◆ **The problem**
Please copy, exactly as they appear below, the lines from the one containing "f.write_str(self.as_str())" through the one containing "use async_trait::async_trait;".

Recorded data
....................

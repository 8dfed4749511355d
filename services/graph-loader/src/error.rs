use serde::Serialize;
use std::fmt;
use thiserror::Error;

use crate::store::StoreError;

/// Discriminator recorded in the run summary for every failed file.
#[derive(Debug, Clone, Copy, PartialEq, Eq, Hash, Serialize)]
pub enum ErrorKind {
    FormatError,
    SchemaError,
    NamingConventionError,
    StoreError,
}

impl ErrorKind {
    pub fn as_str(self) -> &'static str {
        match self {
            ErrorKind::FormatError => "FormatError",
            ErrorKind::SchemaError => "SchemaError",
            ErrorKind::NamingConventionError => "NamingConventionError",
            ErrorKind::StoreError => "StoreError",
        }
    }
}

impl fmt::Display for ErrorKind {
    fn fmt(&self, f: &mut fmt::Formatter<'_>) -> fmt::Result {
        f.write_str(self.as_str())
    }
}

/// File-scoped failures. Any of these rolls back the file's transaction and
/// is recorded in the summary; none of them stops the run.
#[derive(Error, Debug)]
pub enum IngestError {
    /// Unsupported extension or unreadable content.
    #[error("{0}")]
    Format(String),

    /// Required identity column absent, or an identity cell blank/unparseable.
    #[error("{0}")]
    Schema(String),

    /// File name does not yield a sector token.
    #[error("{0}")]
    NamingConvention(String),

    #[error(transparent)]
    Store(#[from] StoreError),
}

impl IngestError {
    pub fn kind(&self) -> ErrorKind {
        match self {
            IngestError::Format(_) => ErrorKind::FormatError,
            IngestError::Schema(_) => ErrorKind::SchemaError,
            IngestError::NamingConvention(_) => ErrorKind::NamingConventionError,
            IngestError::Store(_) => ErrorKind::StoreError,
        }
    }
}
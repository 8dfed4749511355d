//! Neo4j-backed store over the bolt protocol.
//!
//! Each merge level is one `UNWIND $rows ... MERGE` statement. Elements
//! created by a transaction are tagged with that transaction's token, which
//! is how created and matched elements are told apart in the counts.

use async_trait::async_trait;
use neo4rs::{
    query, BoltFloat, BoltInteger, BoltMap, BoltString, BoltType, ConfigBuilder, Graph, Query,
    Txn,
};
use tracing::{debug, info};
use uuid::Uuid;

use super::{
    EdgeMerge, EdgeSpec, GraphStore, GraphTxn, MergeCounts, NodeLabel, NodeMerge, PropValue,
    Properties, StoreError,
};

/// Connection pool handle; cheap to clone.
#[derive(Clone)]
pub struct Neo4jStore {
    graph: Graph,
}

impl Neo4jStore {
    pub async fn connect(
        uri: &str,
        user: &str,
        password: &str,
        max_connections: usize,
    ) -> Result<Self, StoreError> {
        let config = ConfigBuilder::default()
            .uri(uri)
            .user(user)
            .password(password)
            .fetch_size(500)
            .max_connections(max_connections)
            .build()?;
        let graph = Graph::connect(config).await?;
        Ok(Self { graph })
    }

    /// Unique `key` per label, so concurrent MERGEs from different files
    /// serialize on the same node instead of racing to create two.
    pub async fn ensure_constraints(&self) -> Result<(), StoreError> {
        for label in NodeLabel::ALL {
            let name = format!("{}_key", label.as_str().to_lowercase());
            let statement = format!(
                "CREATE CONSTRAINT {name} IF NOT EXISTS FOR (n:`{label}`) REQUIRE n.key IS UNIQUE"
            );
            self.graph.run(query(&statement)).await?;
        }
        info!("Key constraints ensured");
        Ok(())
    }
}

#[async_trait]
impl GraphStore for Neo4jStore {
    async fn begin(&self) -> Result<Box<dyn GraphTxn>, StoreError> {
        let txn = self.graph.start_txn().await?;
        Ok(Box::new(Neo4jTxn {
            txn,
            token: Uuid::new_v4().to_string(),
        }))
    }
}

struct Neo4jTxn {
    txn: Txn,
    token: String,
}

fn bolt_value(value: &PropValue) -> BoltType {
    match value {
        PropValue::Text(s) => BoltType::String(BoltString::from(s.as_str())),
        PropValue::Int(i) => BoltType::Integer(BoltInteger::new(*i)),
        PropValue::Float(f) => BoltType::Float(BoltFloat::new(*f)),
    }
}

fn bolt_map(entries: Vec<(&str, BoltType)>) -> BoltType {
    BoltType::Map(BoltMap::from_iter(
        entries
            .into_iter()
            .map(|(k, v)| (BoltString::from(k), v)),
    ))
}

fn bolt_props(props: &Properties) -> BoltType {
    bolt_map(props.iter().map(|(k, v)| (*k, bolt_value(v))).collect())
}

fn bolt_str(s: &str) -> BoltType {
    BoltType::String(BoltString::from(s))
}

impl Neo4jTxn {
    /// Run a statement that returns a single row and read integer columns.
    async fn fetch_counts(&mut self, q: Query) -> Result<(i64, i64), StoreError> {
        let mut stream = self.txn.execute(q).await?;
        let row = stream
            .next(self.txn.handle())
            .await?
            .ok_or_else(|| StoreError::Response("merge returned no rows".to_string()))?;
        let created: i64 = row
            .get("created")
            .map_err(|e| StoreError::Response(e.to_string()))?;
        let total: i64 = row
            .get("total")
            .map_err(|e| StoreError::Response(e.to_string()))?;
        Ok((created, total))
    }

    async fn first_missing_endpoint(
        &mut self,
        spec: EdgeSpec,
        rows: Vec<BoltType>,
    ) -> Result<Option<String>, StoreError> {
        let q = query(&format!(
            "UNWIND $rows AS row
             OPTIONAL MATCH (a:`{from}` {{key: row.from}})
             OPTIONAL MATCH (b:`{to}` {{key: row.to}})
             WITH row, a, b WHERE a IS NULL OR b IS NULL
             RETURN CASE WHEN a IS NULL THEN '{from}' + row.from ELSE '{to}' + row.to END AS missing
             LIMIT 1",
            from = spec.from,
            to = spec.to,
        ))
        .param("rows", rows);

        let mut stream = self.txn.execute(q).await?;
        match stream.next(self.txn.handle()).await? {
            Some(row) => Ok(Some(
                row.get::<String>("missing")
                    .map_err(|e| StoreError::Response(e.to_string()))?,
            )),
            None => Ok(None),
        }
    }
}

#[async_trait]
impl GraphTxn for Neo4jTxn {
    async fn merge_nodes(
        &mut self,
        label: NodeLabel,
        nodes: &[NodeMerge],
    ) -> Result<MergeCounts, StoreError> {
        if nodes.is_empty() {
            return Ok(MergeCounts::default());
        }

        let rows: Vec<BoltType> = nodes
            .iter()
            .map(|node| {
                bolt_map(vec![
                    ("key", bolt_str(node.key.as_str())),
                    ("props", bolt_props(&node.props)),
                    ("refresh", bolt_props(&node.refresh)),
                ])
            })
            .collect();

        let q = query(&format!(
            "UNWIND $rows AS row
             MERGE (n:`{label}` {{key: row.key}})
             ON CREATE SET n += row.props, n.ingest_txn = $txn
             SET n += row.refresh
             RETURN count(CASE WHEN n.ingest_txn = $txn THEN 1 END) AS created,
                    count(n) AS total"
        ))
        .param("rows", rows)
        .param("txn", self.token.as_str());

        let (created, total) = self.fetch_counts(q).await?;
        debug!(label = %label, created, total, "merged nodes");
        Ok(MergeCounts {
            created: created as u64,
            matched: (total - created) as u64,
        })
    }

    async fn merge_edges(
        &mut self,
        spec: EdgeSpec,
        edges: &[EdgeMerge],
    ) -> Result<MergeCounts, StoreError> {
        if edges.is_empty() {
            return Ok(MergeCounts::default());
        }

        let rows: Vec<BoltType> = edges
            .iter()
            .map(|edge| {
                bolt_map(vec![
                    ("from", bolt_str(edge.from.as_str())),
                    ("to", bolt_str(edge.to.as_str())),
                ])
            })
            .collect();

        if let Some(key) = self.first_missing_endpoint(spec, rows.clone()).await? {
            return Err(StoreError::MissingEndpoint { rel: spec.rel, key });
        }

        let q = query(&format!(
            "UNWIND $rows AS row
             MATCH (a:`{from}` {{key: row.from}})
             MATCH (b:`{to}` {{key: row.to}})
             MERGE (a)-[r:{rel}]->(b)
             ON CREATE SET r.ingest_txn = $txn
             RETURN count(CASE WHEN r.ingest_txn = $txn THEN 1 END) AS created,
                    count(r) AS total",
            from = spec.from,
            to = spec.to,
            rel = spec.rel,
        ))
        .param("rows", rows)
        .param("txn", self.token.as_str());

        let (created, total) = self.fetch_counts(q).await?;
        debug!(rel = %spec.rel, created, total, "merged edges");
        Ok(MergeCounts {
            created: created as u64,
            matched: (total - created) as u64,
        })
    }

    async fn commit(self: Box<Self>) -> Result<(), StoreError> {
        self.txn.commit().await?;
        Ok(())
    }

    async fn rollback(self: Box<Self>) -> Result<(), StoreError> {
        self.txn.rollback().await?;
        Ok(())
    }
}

....................

◆ **Completed exercise**
        f.write_str(self.as_str())
    }
}

/// File-scoped failures. Any of these rolls back the file's transaction and
/// is recorded in the summary; none of them stops the run.
#[derive(Error, Debug)]
pub enum IngestError {
    /// Unsupported extension or unreadable content.
    #[error("{0}")]
    Format(String),

    /// Required identity column absent, or an identity cell blank/unparseable.
    #[error("{0}")]
    Schema(String),

    /// File name does not yield a sector token.
    #[error("{0}")]
    NamingConvention(String),

    #[error(transparent)]
    Store(#[from] StoreError),
}

impl IngestError {
    pub fn kind(&self) -> ErrorKind {
        match self {
            IngestError::Format(_) => ErrorKind::FormatError,
            IngestError::Schema(_) => ErrorKind::SchemaError,
            IngestError::NamingConvention(_) => ErrorKind::NamingConventionError,
            IngestError::Store(_) => ErrorKind::StoreError,
        }
    }
}
repository 8dfed4749511355d
//! Neo4j-backed store over the bolt protocol.
//!
//! Each merge level is one `UNWIND $rows ... MERGE` statement. Elements
//! created by a transaction are tagged with that transaction's token, which
//! is how created and matched elements are told apart in the counts.

use async_trait::async_trait;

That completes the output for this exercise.